*Task instructions*. Output the data word for word. Begin at its first line and end at the line with "builder = if".

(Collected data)
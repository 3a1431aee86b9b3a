//! Conversion of CLI arguments into library configuration

use crate::cache::CheckpointCache;
use crate::cli::main_impl::{DownloadArgs, FetchImagesArgs, SegmentArgs};
use crate::config::{
    ExecutionProvider, FetchConfig, ImageFetchConfig, SamModelFiles, SegmentConfig,
};
use crate::download::TransferTarget;
use crate::retry::RetryPolicy;
use anyhow::{Context, Result};
use std::path::PathBuf;
use std::time::Duration;

pub(crate) struct CliConfigBuilder;

impl CliConfigBuilder {
    /// Build downloader settings from `download` arguments
    pub(crate) fn fetch_config(args: &DownloadArgs) -> Result<FetchConfig> {
        let mut builder = FetchConfig::builder()
            .read_timeout(Duration::from_secs(args.timeout))
            .connect_timeout(Duration::from_secs(args.connect_timeout))
            .chunk_size(args.chunk_size);

        builder = if args.no_probe {
            builder.no_probe()
        } else {
            builder.probe_url(args.probe_url.clone())
        };

        builder.build().context("Invalid download configuration")
    }

    /// Resolve the transfer target, defaulting the destination to the cache
    pub(crate) fn transfer_target(args: &DownloadArgs) -> Result<TransferTarget> {
        let destination = match &args.output {
            Some(path) => path.clone(),
            None => CheckpointCache::new()
                .context("Failed to open checkpoint cache")?
                .default_checkpoint_path(),
        };

        let mut target = TransferTarget::new(args.url.clone(), destination).with_min_size(args.min_size);
        if let Some(digest) = &args.sha256 {
            if digest.trim().len() != 64 || !digest.trim().chars().all(|c| c.is_ascii_hexdigit()) {
                anyhow::bail!("--sha256 must be 64 hexadecimal characters");
            }
            target = target.with_sha256(digest.clone());
        }
        Ok(target)
    }

    pub(crate) fn retry_policy(args: &DownloadArgs) -> RetryPolicy {
        RetryPolicy::default().with_max_attempts(args.retries)
    }

    /// Build mask generator settings, defaulting model files to the cache
    pub(crate) fn segment_config(args: &SegmentArgs) -> Result<SegmentConfig> {
        let needs_cache = args.encoder.is_none() || args.decoder.is_none();
        let cache = if needs_cache {
            Some(CheckpointCache::new().context("Failed to open checkpoint cache")?)
        } else {
            None
        };

        let encoder = args
            .encoder
            .clone()
            .or_else(|| cache.as_ref().map(CheckpointCache::default_encoder_path))
            .context("No encoder path available")?;
        let decoder = args
            .decoder
            .clone()
            .or_else(|| cache.as_ref().map(CheckpointCache::default_decoder_path))
            .context("No decoder path available")?;

        let execution_provider: ExecutionProvider = args
            .execution_provider
            .parse()
            .context("Invalid execution provider")?;

        let mut config = SegmentConfig::new(SamModelFiles::new(encoder, decoder));
        config.min_model_size = args.min_model_size;
        config.execution_provider = execution_provider;
        config.intra_threads = args.threads;
        config.output_dir = args.output_dir.clone();
        config.validate().context("Invalid segmentation configuration")?;
        Ok(config)
    }

    pub(crate) fn image_fetch_config(args: &FetchImagesArgs) -> ImageFetchConfig {
        ImageFetchConfig {
            request_timeout: Duration::from_secs(args.timeout.max(1)),
            ..ImageFetchConfig::default()
        }
    }

    /// Input directory with surrounding quotes removed
    pub(crate) fn input_dir(raw: &str) -> PathBuf {
        let stripped = strip_quotes(raw.trim());
        if stripped.is_empty() {
            PathBuf::from(crate::cli::main_impl::DEFAULT_IMAGE_DIR)
        } else {
            PathBuf::from(stripped)
        }
    }
}

/// Strip leading and trailing `"` and `'` characters
pub(crate) fn strip_quotes(s: &str) -> &str {
    s.trim_matches('"').trim_matches('\'')
}
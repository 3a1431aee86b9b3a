//! sam-prep CLI
//!
//! Checkpoint download, SAM mask generation and batch image download.

#[cfg(feature = "cli")]
use sam_prep::cli;

#[cfg(feature = "cli")]
#[tokio::main]
async fn main() -> anyhow::Result<()> {
    cli::main().await
}

#[cfg(not(feature = "cli"))]
fn main() {
    eprintln!("CLI feature not enabled. Please rebuild with --features cli");
    std::process::exit(1);
}
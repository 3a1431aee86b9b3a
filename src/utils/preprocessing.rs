//! Image and prompt preprocessing for Segment Anything
//!
//! The encoder expects a 1024x1024 NCHW tensor: the image is resized so its
//! longest side is 1024, normalised with the SAM pixel statistics on the
//! 0-255 scale and zero-padded on the bottom and right.

use crate::error::{Result, SamPrepError};
use crate::types::PointPrompt;
use image::DynamicImage;
use ndarray::{Array2, Array3, Array4};

/// Side length of the square encoder input
pub const SAM_INPUT_SIZE: u32 = 1024;

/// Per-channel RGB mean on the 0-255 scale
pub const PIXEL_MEAN: [f32; 3] = [123.675, 116.28, 103.53];

/// Per-channel RGB standard deviation on the 0-255 scale
pub const PIXEL_STD: [f32; 3] = [58.395, 57.12, 57.375];

/// Label of the padding point the decoder expects after real prompts
pub const PADDING_POINT_LABEL: f32 = -1.0;

/// Encoder input together with the geometry needed to map prompts
#[derive(Debug, Clone)]
pub struct PreprocessedImage {
    /// `[1, 3, 1024, 1024]`
    pub tensor: Array4<f32>,
    /// `(width, height)` of the source image
    pub original_size: (u32, u32),
    /// `(width, height)` after the longest-side resize
    pub resized_size: (u32, u32),
}

impl PreprocessedImage {
    /// Map a prompt from source pixels into encoder-input pixels
    #[must_use]
    pub fn scale_point(&self, prompt: &PointPrompt) -> (f32, f32) {
        let (ow, oh) = self.original_size;
        let (rw, rh) = self.resized_size;
        (
            prompt.x as f32 * (rw as f32 / ow as f32),
            prompt.y as f32 * (rh as f32 / oh as f32),
        )
    }
}

/// SAM encoder and decoder input preparation
pub struct SamPreprocessor;

impl SamPreprocessor {
    /// Size after resizing so the longest side equals [`SAM_INPUT_SIZE`]
    ///
    /// # Errors
    /// - Either dimension is zero
    #[allow(clippy::cast_possible_truncation, clippy::cast_sign_loss)]
    pub fn target_size(width: u32, height: u32) -> Result<(u32, u32)> {
        if width == 0 || height == 0 {
            return Err(SamPrepError::processing(format!(
                "Cannot preprocess empty image ({}x{})",
                width, height
            )));
        }

        let scale = SAM_INPUT_SIZE as f64 / f64::from(width.max(height));
        let new_width = (f64::from(width) * scale + 0.5) as u32;
        let new_height = (f64::from(height) * scale + 0.5) as u32;
        Ok((
            new_width.clamp(1, SAM_INPUT_SIZE),
            new_height.clamp(1, SAM_INPUT_SIZE),
        ))
    }

    /// Build the encoder input tensor
    ///
    /// # Errors
    /// - Image has a zero dimension
    pub fn preprocess(image: &DynamicImage) -> Result<PreprocessedImage> {
        let rgb_image = image.to_rgb8();
        let original_size = rgb_image.dimensions();
        let resized_size = Self::target_size(original_size.0, original_size.1)?;

        let _span = crate::tracing_config::spans::preprocessing(original_size, resized_size)
            .entered();

        let resized = image::imageops::resize(
            &rgb_image,
            resized_size.0,
            resized_size.1,
            image::imageops::FilterType::Triangle,
        );

        let side = SAM_INPUT_SIZE as usize;
        // Zeros double as the padding value after normalisation
        let mut tensor = Array4::<f32>::zeros((1, 3, side, side));

        #[allow(clippy::indexing_slicing)]
        // Safe: resized dimensions never exceed SAM_INPUT_SIZE
        for (x, y, pixel) in resized.enumerate_pixels() {
            let (x, y) = (x as usize, y as usize);
            for channel in 0..3 {
                tensor[[0, channel, y, x]] =
                    (f32::from(pixel[channel]) - PIXEL_MEAN[channel]) / PIXEL_STD[channel];
            }
        }

        Ok(PreprocessedImage {
            tensor,
            original_size,
            resized_size,
        })
    }

    /// Decoder point inputs: coordinates `[1, 2, 2]` and labels `[1, 2]`
    ///
    /// The prompt is followed by the `(0, 0)` padding point labelled `-1`.
    #[must_use]
    pub fn prompt_tensors(
        preprocessed: &PreprocessedImage,
        prompt: &PointPrompt,
    ) -> (Array3<f32>, Array2<f32>) {
        let (x, y) = preprocessed.scale_point(prompt);
        let coords = Array3::from_shape_fn((1, 2, 2), |(_, point, axis)| match (point, axis) {
            (0, 0) => x,
            (0, _) => y,
            _ => 0.0,
        });
        let labels = Array2::from_shape_fn((1, 2), |(_, point)| {
            if point == 0 {
                prompt.label.as_f32()
            } else {
                PADDING_POINT_LABEL
            }
        });
        (coords, labels)
    }
}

*Task solution*.
repository 3a1431aee86b9b3a
//! Conversion of CLI arguments into library configuration

use crate::cache::CheckpointCache;
use crate::cli::main_impl::{DownloadArgs, FetchImagesArgs, SegmentArgs};
use crate::config::{
    ExecutionProvider, FetchConfig, ImageFetchConfig, SamModelFiles, SegmentConfig,
};
use crate::download::TransferTarget;
use crate::retry::RetryPolicy;
use anyhow::{Context, Result};
use std::path::PathBuf;
use std::time::Duration;

pub(crate) struct CliConfigBuilder;

impl CliConfigBuilder {
    /// Build downloader settings from `download` arguments
    pub(crate) fn fetch_config(args: &DownloadArgs) -> Result<FetchConfig> {
        let mut builder = FetchConfig::builder()
            .read_timeout(Duration::from_secs(args.timeout))
            .connect_timeout(Duration::from_secs(args.connect_timeout))
            .chunk_size(args.chunk_size);

        builder = if args.no_probe {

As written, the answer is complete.